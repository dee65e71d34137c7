//! Reqcheck Catalog - reqres.in contract scenarios
//!
//! Fixtures for the reqres.in payloads, the per-case setup hook and one
//! scenario per endpoint. Every scenario runs against any
//! [`HttpClient`](reqcheck_application::HttpClient), so the same catalog
//! drives both the live API and local stubs.

pub mod fixtures;
pub mod scenarios;
pub mod setup;

pub use fixtures::{ListResource, SingleUser, UserData, field_expectations};
pub use scenarios::{
    Scenario, create_user, delayed_response, delete_user, list_resources, list_users,
    login_successful, login_unsuccessful, patch_user, register_successful, register_unsuccessful,
    single_resource, single_resource_not_found, single_user, single_user_not_found, update_user,
};
pub use setup::{before_each, before_each_with};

☆ ☆ ☆ ☆ ☆ ☆ ☆

TASK:
Every entry that appears above should be duplicated exactly.

OUTPUT:
repository dee65e71d34137c7
//! Reqcheck Catalog - reqres.in contract scenarios
//!
//! Fixtures for the reqres.in payloads, the per-case setup hook and one
//! scenario per endpoint. Every scenario runs against any
//! [`HttpClient`](reqcheck_application::HttpClient), so the same catalog
//! drives both the live API and local stubs.

pub mod fixtures;
pub mod scenarios;
pub mod setup;

pub use fixtures::{ListResource, SingleUser, UserData, field_expectations};
pub use scenarios::{
    Scenario, create_user, delayed_response, delete_user, list_resources, list_users,
    login_successful, login_unsuccessful, patch_user, register_successful, register_unsuccessful,
    single_resource, single_resource_not_found, single_user, single_user_not_found, update_user,
};
pub use setup::{before_each, before_each_with};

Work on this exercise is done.